Univariate Normal Distribution ( 1D Gaussian )
This post will introduce univariate normal distribution. It intends to explain how to represent, visualize and sample from this distribution.
- basic dependencies imported
- customized univariate function
- Plot different Univariate Normals
- Normal distribution PDF with different standard deviations
- Normal distribution PDF with different means
- A cumulative normal distribution function
This post will introduce univariate normal distribution. It intends to explain how to represent, visualize and sample from this distribution.
This post assumes basic knowledge of probability theory, probability distriutions and linear algebra.
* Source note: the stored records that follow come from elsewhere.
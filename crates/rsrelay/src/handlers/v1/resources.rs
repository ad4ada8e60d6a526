//! Read-only remote resources.
//!
//! Reads never fail at the HTTP level: a failed lookup is `200` with
//! `data: null` and the error kind in `error`.

use axum::Json;
use axum::extract::{Path, State};
use serde_json::Value;
use tracing::warn;

use crate::api::Fetched;
use crate::gateway::RelayError;
use crate::handlers::scope::SessionScope;
use crate::server::AppState;

fn fetched(what: &str, result: Result<Option<Value>, RelayError>) -> Json<Fetched<Value>> {
    if let Err(e) = &result {
        warn!(resource = %what, kind = e.kind(), error = %e, "Read failed");
    }
    Json(result.into())
}

/// GET /api/v1/resources/{*path}
pub async fn get_resource(
    State(state): State<AppState>,
    mut scope: SessionScope,
    Path(path): Path<String>,
) -> Json<Fetched<Value>> {
    let result = state.relay.fetch_resource(scope.session(), &path).await;
    scope.finish().await;
    fetched(&path, result)
}

/// GET /api/v1/ping
pub async fn ping(State(state): State<AppState>, mut scope: SessionScope) -> Json<Fetched<Value>> {
    let result = state.relay.ping(scope.session()).await;
    scope.finish().await;
    fetched("ping", result.map(Some))
}

/// GET /api/v1/partners
pub async fn list_partners(
    State(state): State<AppState>,
    mut scope: SessionScope,
) -> Json<Fetched<Value>> {
    let result = state.relay.fetch_partners(scope.session()).await;
    scope.finish().await;
    fetched("partners", result.map(Some))
}

/// GET /api/v1/partners/{id}
pub async fn get_partner(
    State(state): State<AppState>,
    mut scope: SessionScope,
    Path(id): Path<String>,
) -> Json<Fetched<Value>> {
    let result = state.relay.fetch_partner(scope.session(), &id).await;
    scope.finish().await;
    fetched("partner", result.map(Some))
}

/// GET /api/v1/partners/{id}/collections
pub async fn get_partner_collections(
    State(state): State<AppState>,
    mut scope: SessionScope,
    Path(id): Path<String>,
) -> Json<Fetched<Value>> {
    let result = state
        .relay
        .fetch_partner_collections(scope.session(), &id)
        .await;
    scope.finish().await;
    fetched("partner collections", result.map(Some))
}

/// GET /api/v1/collections/{id}
pub async fn get_collection(
    State(state): State<AppState>,
    mut scope: SessionScope,
    Path(id): Path<String>,
) -> Json<Fetched<Value>> {
    let result = state.relay.fetch_collection(scope.session(), &id).await;
    scope.finish().await;
    fetched("collection", result.map(Some))
}
use std::sync::Arc;
use std::time::Duration;

use axum::Router;
use axum::extract::DefaultBodyLimit;
use axum::http::StatusCode;
use axum::routing::{get, patch, post};
use tower::limit::ConcurrencyLimitLayer;
use tower_http::timeout::TimeoutLayer;

use crate::handlers;
use crate::service::RelayService;
use crate::session::SessionStore;
use crate::sync::KeyedLocks;

/// Default cap on concurrent `/api/v1` requests.
pub const DEFAULT_MAX_CONNECTIONS: usize = 1024;

// ============================================================================
// Application State
// ============================================================================

/// Shared application state.
#[derive(Clone)]
pub struct AppState {
    pub relay: Arc<RelayService>,
    pub sessions: Arc<dyn SessionStore>,
    /// Serializes load-renew-save per session id.
    pub session_locks: KeyedLocks,
    pub api_token: Option<String>,
    pub max_connections: usize,
}

impl AppState {
    pub fn new(relay: RelayService, sessions: Arc<dyn SessionStore>) -> Self {
        Self {
            relay: Arc::new(relay),
            sessions,
            session_locks: KeyedLocks::new(),
            api_token: None,
            max_connections: DEFAULT_MAX_CONNECTIONS,
        }
    }

    #[must_use]
    pub fn with_api_token(mut self, api_token: Option<String>) -> Self {
        self.api_token = api_token;
        self
    }
}

// ============================================================================
// Server Setup
// ============================================================================

pub fn build_app(state: AppState, request_timeout_seconds: u64) -> Router {
    let max_connections = state.max_connections;

    // Downloads may run for up to the remote download timeout; no request timeout here.
    let streaming_routes = Router::new()
        .route("/download/{*path}", get(handlers::v1::download))
        .with_state(state.clone());

    let api_routes = Router::new()
        .route(
            "/session",
            post(handlers::v1::establish_session).delete(handlers::v1::logout),
        )
        .route("/ping", get(handlers::v1::ping))
        .route("/resources/{*path}", get(handlers::v1::get_resource))
        .route("/partners", get(handlers::v1::list_partners))
        .route("/partners/{id}", get(handlers::v1::get_partner))
        .route(
            "/partners/{id}/collections",
            get(handlers::v1::get_partner_collections),
        )
        .route("/collections/{id}", get(handlers::v1::get_collection))
        .route("/search", get(handlers::v1::search))
        .route("/search/autocomplete", get(handlers::v1::autocomplete))
        .route("/settings/profile", patch(handlers::v1::update_profile))
        .route("/settings/password", patch(handlers::v1::update_password))
        .with_state(state.clone())
        .layer(TimeoutLayer::with_status_code(
            StatusCode::REQUEST_TIMEOUT,
            Duration::from_secs(request_timeout_seconds),
        ));

    let api_v1 = Router::new()
        .merge(streaming_routes)
        .merge(api_routes)
        .layer(DefaultBodyLimit::max(64 * 1024))
        .layer(axum::middleware::from_fn_with_state(
            state.clone(),
            handlers::api_auth::require_api_token,
        ))
        .layer(ConcurrencyLimitLayer::new(max_connections));

    Router::new()
        .route("/livez", get(handlers::livez))
        .route("/version", get(handlers::version))
        .with_state(state)
        .nest("/api/v1", api_v1)
}
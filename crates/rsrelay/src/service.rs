//! Remote API operations used by the caller surface.
//!
//! Every operation takes the caller's [`Session`] by `&mut` and may renew it.
//! Nothing here stores sessions.

use axum::response::Response;
use serde_json::{Map, Value, json};
use tracing::{debug, error, warn};

use crate::api::PasswordChange;
use crate::config::{Config, SearchConfig};
use crate::gateway::{Gateway, GatewayResponse, OutboundRequest, RelayError, StreamRelay};
use crate::search::{
    NormalizedDocument, ResultTransformer, SearchEnvelope, SearchPipeline, SearchQuery,
    rewrite_prefix,
};
use crate::session::Session;

/// Local prefix for browsable storage paths.
const FS_PREFIX: &str = "/fs";
const DOWNLOAD_PREFIX: &str = "/download";
const PREVIEW_PREFIX: &str = "/preview";

/// Bundles the gateway, stream relay and search pipeline.
#[derive(Debug, Clone)]
pub struct RelayService {
    gateway: Gateway,
    streams: StreamRelay,
    search: SearchPipeline,
    search_config: SearchConfig,
}

impl RelayService {
    pub fn new(config: &Config) -> Result<Self, RelayError> {
        let gateway = Gateway::new(&config.remote)?;
        let streams = StreamRelay::new(&config.remote)?;
        let transformer = ResultTransformer::new(config.remote.base_url()).with_markers(
            config.search.highlight_open.clone(),
            config.search.highlight_close.clone(),
        );
        let search = SearchPipeline::new(gateway.clone(), transformer);

        Ok(Self {
            gateway,
            streams,
            search,
            search_config: config.search.clone(),
        })
    }

    pub fn gateway(&self) -> &Gateway {
        &self.gateway
    }

    pub fn search_config(&self) -> &SearchConfig {
        &self.search_config
    }

    fn remote_base(&self) -> &str {
        self.gateway.base_url()
    }

    // ------------------------------------------------------------------------
    // Reads
    // ------------------------------------------------------------------------

    /// Fetch a storage listing or file record.
    ///
    /// Returns `None` for a blank path (no call is made) and for bodies that
    /// are not JSON objects. Remote URLs in the listing are made local.
    /// Paths carrying a query, a fragment or dot segments are `InvalidUrl`.
    pub async fn fetch_resource(
        &self,
        session: &mut Session,
        path: &str,
    ) -> Result<Option<Value>, RelayError> {
        let path = path.trim().trim_start_matches('/');
        if path.is_empty() {
            debug!("Blank resource path, nothing to fetch");
            return Ok(None);
        }
        let path = resource_path(path)?;

        let response = self.gateway.send(session, OutboundRequest::get(path)).await?;
        let Value::Object(mut data) = response.json_value()? else {
            return Ok(None);
        };

        data.insert("url".to_string(), json!(format!("{FS_PREFIX}/{path}")));
        if let Some(Value::Array(children)) = data.get_mut("children") {
            for child in children.iter_mut().filter_map(Value::as_object_mut) {
                self.localize_child(child);
            }
        }

        Ok(Some(Value::Object(data)))
    }

    fn localize_child(&self, child: &mut Map<String, Value>) {
        let base = self.remote_base();
        if let Some(Value::String(url)) = child.get_mut("url") {
            *url = rewrite_prefix(url, base, FS_PREFIX);
        }
        let download_url = child
            .get("download_url")
            .and_then(Value::as_str)
            .map(str::to_owned);
        if let Some(download_url) = download_url {
            child.insert(
                "download_url".to_string(),
                json!(rewrite_prefix(&download_url, base, DOWNLOAD_PREFIX)),
            );
            child.insert(
                "preview_url".to_string(),
                json!(rewrite_prefix(&download_url, base, PREVIEW_PREFIX)),
            );
        }
    }

    pub async fn ping(&self, session: &mut Session) -> Result<Value, RelayError> {
        self.get_json(session, "ping").await
    }

    pub async fn fetch_partners(&self, session: &mut Session) -> Result<Value, RelayError> {
        self.get_json(session, "partners").await
    }

    /// Fetch a partner with its collections attached under `collections`.
    ///
    /// Both lookups are independent and run concurrently against the same
    /// session; renewals are applied afterwards in request order.
    pub async fn fetch_partner(&self, session: &mut Session, id: &str) -> Result<Value, RelayError> {
        let id = path_segment(id)?;
        let partner_request = OutboundRequest::get(format!("partners/{id}"));
        let collections_request = OutboundRequest::get(format!("partners/{id}/colls"));

        let shared: &Session = session;
        let (partner, collections) = tokio::join!(
            self.gateway.execute(shared, &partner_request),
            self.gateway.execute(shared, &collections_request),
        );
        for response in [&partner, &collections].into_iter().flatten() {
            self.gateway.renew(session, response);
        }

        let mut partner = into_object(partner?.ensure_success()?)?;
        let collections = collections
            .and_then(GatewayResponse::ensure_success)
            .and_then(|r| r.json_value())
            .unwrap_or_else(|e| {
                warn!(partner_id = %id, error = %e, "Partner collections unavailable");
                Value::Null
            });
        partner.insert("collections".to_string(), collections);

        Ok(Value::Object(partner))
    }

    pub async fn fetch_partner_collections(
        &self,
        session: &mut Session,
        id: &str,
    ) -> Result<Value, RelayError> {
        let id = path_segment(id)?;
        self.get_json(session, &format!("partners/{id}/colls")).await
    }

    /// Fetch a collection with its owning partner attached under `partner`.
    ///
    /// A collection without `partner_id` is malformed.
    pub async fn fetch_collection(
        &self,
        session: &mut Session,
        id: &str,
    ) -> Result<Value, RelayError> {
        let id = path_segment(id)?;
        let response = self
            .gateway
            .send(session, OutboundRequest::get(format!("colls/{id}")))
            .await?;
        let mut collection = into_object(response)?;

        let partner_id = match collection.get("partner_id") {
            Some(Value::String(s)) if !s.is_empty() => s.clone(),
            Some(Value::Number(n)) => n.to_string(),
            _ => {
                return Err(RelayError::MalformedResponse(format!(
                    "collection {id} has no partner_id"
                )));
            }
        };

        if let Some(Value::String(storage_url)) = collection.get_mut("storage_url") {
            *storage_url = rewrite_prefix(storage_url, self.remote_base(), FS_PREFIX);
        }

        let partner_path = format!("partners/{}", path_segment(&partner_id)?);
        let partner = match self.get_json(session, &partner_path).await {
            Ok(partner) => partner,
            Err(e) => {
                warn!(collection_id = %id, partner_id = %partner_id, error = %e, "Collection partner unavailable");
                Value::Null
            }
        };
        collection.insert("partner".to_string(), partner);

        Ok(Value::Object(collection))
    }

    async fn get_json(&self, session: &mut Session, path: &str) -> Result<Value, RelayError> {
        self.gateway
            .send(session, OutboundRequest::get(path))
            .await?
            .json_value()
    }

    // ------------------------------------------------------------------------
    // Writes
    // ------------------------------------------------------------------------

    pub async fn update_profile_name(
        &self,
        session: &mut Session,
        user_id: &str,
        name: &str,
    ) -> Result<Value, RelayError> {
        let name = name.trim();
        if name.is_empty() {
            return Err(RelayError::Rejected("name must not be empty".to_string()));
        }
        debug!(user_id = %user_id, "Updating remote profile name");
        let request = OutboundRequest::patch("users").with_json(json!({ "username": name }));
        self.write(session, request).await
    }

    pub async fn update_password(
        &self,
        session: &mut Session,
        change: &PasswordChange,
    ) -> Result<Value, RelayError> {
        change.validate()?;
        let body = serde_json::to_value(change)
            .map_err(|e| RelayError::Rejected(format!("invalid password change: {e}")))?;
        self.write(session, OutboundRequest::patch("users").with_json(body))
            .await
    }

    /// Send a write and surface an application-level `error` field as a rejection.
    async fn write(
        &self,
        session: &mut Session,
        request: OutboundRequest,
    ) -> Result<Value, RelayError> {
        let path = request.path.clone();
        let body = self.gateway.send(session, request).await?.json_value()?;
        if let Some(err) = body.get("error").filter(|e| !e.is_null()) {
            let message = match err {
                Value::String(s) => s.clone(),
                other => other.to_string(),
            };
            error!(path = %path, error = %message, "Remote API rejected update");
            return Err(RelayError::Rejected(message));
        }
        Ok(body)
    }

    // ------------------------------------------------------------------------
    // Search
    // ------------------------------------------------------------------------

    pub async fn search(
        &self,
        session: &mut Session,
        query: &SearchQuery,
    ) -> Result<SearchEnvelope, RelayError> {
        self.search.search(session, query).await
    }

    /// Suggestions for a partial term. Short terms and failures yield nothing.
    pub async fn autocomplete(&self, session: &mut Session, term: &str) -> Vec<NormalizedDocument> {
        let term = term.trim();
        if term.chars().count() < self.search_config.autocomplete_min_chars {
            return Vec::new();
        }

        let query = SearchQuery::new(term, 0, self.search_config.default_rows);
        match self.search.search(session, &query).await {
            Ok(envelope) => envelope.docs,
            Err(e) => {
                warn!(term = %term, error = %e, "Autocomplete failed");
                Vec::new()
            }
        }
    }

    // ------------------------------------------------------------------------
    // Downloads
    // ------------------------------------------------------------------------

    pub async fn stream_download(&self, session: &mut Session, path: &str) -> Response {
        self.streams.stream_download(session, path).await
    }
}

/// Reject ids that would change the remote path's shape.
fn path_segment(id: &str) -> Result<&str, RelayError> {
    let id = id.trim();
    if id.is_empty() || id == "." || id == ".." || id.contains(['/', '?', '#', '\\']) {
        return Err(RelayError::InvalidUrl(format!("invalid id: {id:?}")));
    }
    Ok(id)
}

/// Reject storage paths that would leave the path component of the remote URL.
fn resource_path(path: &str) -> Result<&str, RelayError> {
    let escapes = path.contains(['?', '#', '\\'])
        || path.split('/').any(|segment| segment == "." || segment == "..");
    if escapes {
        return Err(RelayError::InvalidUrl(format!("invalid resource path: {path:?}")));
    }
    Ok(path)
}

fn into_object(response: GatewayResponse) -> Result<Map<String, Value>, RelayError> {
    match response.json_value()? {
        Value::Object(map) => Ok(map),
        other => Err(RelayError::MalformedResponse(format!(
            "expected a JSON object, got {}",
            json_type(&other)
        ))),
    }
}

fn json_type(value: &Value) -> &'static str {
    match value {
        Value::Null => "null",
        Value::Bool(_) => "boolean",
        Value::Number(_) => "number",
        Value::String(_) => "string",
        Value::Array(_) => "array",
        Value::Object(_) => "object",
    }
}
The normal distribution , also known as the Gaussian distribution, is so called because its based on the Gaussian function . This distribution is defined by two parameters: the mean $\mu$, which is the expected value of the distribution, and the standard deviation $\sigma$, which corresponds to the expected deviation from the mean. The square of the standard deviation is typically referred to as the variance $\sigma^{2}$. We denote this distribution as: $$\mathcal{N}(\mu, \sigma^2)$$
Given this mean and the variance we can calculate the probability density fucntion (pdf) of the normal distribution with the normalised Gaussian function. For a random variable $x$ the density is given by : $$p(x \mid \mu, \sigma) = \frac{1}{\sqrt{2\pi\sigma^2}} \exp{ \left( -\frac{(x - \mu)^2}{2\sigma^2}\right)}$$
Thi distribution is called Univariate because it consists of only one random variable.
# Imports
%matplotlib inline
import sys
import numpy as np
import matplotlib
import matplotlib.pyplot as plt
from matplotlib import cm # Colormaps
import matplotlib.gridspec as gridspec
from mpl_toolkits.axes_grid1 import make_axes_locatable
import seaborn as sns
sns.set_style('darkgrid')
np.random.seed(42)
def univariate_normal(x, mean, variance):
"""pdf of the univariate normal distribution."""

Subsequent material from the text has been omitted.